[WHAT IS EXPECTED] Your answer is one number: the count of lines below that hold the word "PathBuf".

Items from a data source:
-- Opening Marker --
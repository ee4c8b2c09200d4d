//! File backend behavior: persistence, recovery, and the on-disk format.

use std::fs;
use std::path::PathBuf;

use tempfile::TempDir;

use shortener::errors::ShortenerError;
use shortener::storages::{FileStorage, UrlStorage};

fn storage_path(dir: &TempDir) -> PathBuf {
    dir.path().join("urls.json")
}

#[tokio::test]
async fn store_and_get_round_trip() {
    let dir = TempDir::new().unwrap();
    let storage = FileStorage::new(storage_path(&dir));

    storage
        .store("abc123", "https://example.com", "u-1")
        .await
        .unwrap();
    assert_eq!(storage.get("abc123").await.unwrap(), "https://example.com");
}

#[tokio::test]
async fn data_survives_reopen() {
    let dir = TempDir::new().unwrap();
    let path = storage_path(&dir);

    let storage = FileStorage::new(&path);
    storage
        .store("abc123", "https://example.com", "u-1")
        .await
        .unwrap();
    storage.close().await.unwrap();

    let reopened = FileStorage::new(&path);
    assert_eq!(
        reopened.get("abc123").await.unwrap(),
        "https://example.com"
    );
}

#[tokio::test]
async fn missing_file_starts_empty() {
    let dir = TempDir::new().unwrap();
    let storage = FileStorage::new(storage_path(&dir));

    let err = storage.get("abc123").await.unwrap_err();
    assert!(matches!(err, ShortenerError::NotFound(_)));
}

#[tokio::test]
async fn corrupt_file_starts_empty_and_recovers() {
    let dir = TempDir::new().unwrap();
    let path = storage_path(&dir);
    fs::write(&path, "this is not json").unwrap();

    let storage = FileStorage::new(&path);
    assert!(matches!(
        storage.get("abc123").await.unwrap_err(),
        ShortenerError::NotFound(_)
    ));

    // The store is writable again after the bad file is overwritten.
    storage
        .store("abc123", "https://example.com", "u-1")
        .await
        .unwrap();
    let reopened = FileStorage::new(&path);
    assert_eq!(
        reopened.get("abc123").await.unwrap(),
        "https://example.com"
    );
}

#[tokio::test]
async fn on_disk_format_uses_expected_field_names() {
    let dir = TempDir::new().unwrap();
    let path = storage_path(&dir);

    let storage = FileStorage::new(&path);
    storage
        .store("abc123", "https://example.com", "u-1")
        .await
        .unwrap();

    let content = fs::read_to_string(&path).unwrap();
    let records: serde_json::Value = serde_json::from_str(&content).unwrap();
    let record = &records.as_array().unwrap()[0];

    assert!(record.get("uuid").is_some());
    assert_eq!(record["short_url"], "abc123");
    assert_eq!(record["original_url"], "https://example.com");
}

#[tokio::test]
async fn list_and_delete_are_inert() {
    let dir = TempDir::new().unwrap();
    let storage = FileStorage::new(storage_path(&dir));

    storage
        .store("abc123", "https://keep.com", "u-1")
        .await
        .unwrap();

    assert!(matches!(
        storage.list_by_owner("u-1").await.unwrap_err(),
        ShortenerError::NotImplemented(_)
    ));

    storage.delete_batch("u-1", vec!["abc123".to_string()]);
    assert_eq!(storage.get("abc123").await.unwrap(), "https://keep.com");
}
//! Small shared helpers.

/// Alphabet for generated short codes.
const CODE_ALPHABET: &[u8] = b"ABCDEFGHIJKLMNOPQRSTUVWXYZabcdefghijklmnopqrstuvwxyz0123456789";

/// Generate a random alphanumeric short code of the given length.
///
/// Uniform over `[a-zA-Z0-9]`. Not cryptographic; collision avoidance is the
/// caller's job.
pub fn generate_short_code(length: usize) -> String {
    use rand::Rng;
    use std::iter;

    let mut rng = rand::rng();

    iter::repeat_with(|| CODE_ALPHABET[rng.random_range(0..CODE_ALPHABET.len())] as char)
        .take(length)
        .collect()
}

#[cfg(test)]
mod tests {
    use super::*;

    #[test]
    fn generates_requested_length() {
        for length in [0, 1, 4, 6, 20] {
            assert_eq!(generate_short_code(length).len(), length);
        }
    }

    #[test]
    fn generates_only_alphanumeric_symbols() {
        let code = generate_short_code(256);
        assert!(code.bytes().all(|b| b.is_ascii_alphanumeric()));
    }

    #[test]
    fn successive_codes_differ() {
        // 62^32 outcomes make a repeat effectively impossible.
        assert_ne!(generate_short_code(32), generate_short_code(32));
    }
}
-- Closing Marker --
[SOLUTION BELOW] 2